When the governor asked him to consider government, Brown considered the matter and soon said yes.

He said he was impressed with “how collaborative and careful the process” was for the BeANeighbor initiative. A series of focus groups were held for clients and care-giving groups, as well as state employees. “It’s hard to express how well the agencies are working together in this process,” he said. 

Asked about the genesis of the idea and its implementation in such a short period of time (he only entered state government last summer), Brown said the initiative “was the governor’s idea. We were just the engine. He noticed a need and charged us to meet the need. The effort went from concept to liftoff from last October to mid-February, with a roughly 13-week span of direct work on the idea.”

Tocquevillian Civil Society

There is something distinctly American about Stitt’s aspirations in at least this area.

In the remarkable Democracy in America, French writer Alexis de Tocqueville described American habits of collaboration, formation of associations, and voluntary activity in the achievement of worthy goals.

What he actually described as a result of his travels across the United States during one of the “Great Awakenings” of our past was the development of a democratic republic that eschewed ready resort to government action, a place where people saw problems and sought to correct them without the force of centralized authority.

Stitt supports wholesome cooperative efforts aiming to improve the lives of fellow citizens.

In this, he might find handy and sustaining the thoughts of Tocqueville: “The greatness of America lies not in being more enlightened than any other nation, but rather in her ability to repair her faults.”

Tocqueville also reflected, “Americans of all ages, all stations of life, and all types of disposition are forever forming associations … In democratic countries knowledge of how to combine is the mother of all other forms of knowledge; on its progress depends that of all the others.”

And, it seems fitting that Stitt and his wife Sarah (engaged since day one in sincere efforts to improve services to those in need, particularly those in need of mental health services) kicked off this particular effort at a breakfast where prayers came from across the range of sincere petitioners for divine assistance.

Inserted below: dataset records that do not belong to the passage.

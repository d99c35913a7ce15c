//! Roster model - the participants registered for one period

use serde::{Deserialize, Serialize};

use crate::error::{Error, Result};

/// Participants in arrival order, without duplicates
///
/// Persisted as a plain list of names. A stored list containing duplicates
/// or blank names is rejected on load.
#[derive(Debug, Clone, Default, PartialEq, Eq, Serialize, Deserialize)]
#[serde(try_from = "Vec<String>", into = "Vec<String>")]
pub struct Roster {
    names: Vec<String>,
}

impl Roster {
    pub fn new() -> Self {
        Self::default()
    }

    /// Append a participant, trimming surrounding whitespace
    pub fn insert(&mut self, name: &str) -> Result<()> {
        let name = name.trim();
        if name.is_empty() {
            return Err(Error::InvalidName);
        }
        if self.contains(name) {
            return Err(Error::DuplicateParticipant(name.to_string()));
        }
        self.names.push(name.to_string());
        Ok(())
    }

    pub fn contains(&self, name: &str) -> bool {
        self.names.iter().any(|n| n == name)
    }

    pub fn len(&self) -> usize {
        self.names.len()
    }

    pub fn is_empty(&self) -> bool {
        self.names.is_empty()
    }

    pub fn iter(&self) -> impl Iterator<Item = &str> {
        self.names.iter().map(String::as_str)
    }

    pub fn as_slice(&self) -> &[String] {
        &self.names
    }
}

impl TryFrom<Vec<String>> for Roster {
    type Error = Error;

    fn try_from(names: Vec<String>) -> Result<Self> {
        let mut roster = Roster::new();
        for name in &names {
            roster.insert(name)?;
        }
        Ok(roster)
    }
}

impl From<Roster> for Vec<String> {
    fn from(roster: Roster) -> Self {
        roster.names
    }
}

A rationalist in some ways, Tocqueville nonetheless articulated what the thread formed through faith and action yields for those who seek to live free: “Despotism may govern without faith, but liberty cannot. How is it possible that society should escape destruction if the moral tie is not strengthened in proportion as the political tie is relaxed? And what can be done with a people who are their own masters if they are not submissive to the Deity?” 

The governor’s refreshing BeANeighbor initiative brings to mind the continued vibrancy of American optimism, catalogued so brilliantly in Tocqueville’s understanding of Americans’ restrained hope and rational optimism. 

In this effort, Stitt has made a strong start. Should the ranks of collaborators increase and efforts be sustained, this could be his most long-lasting legacy.

Patrick B. McGuigan


A member of the Oklahoma Journalism Hall of Fame, Patrick B. McGuigan (M.A. in history, Oklahoma State University) is founder of CapitolBeatOK, an online news service, and editor of The City Sentinel, an independent newspaper. He is the author of three books, including “Ninth Justice: The Fight for Bork,” and editor of seven books. A state-certified teacher with 10 teaching certifications, he has written extensively on education and other public policy issues.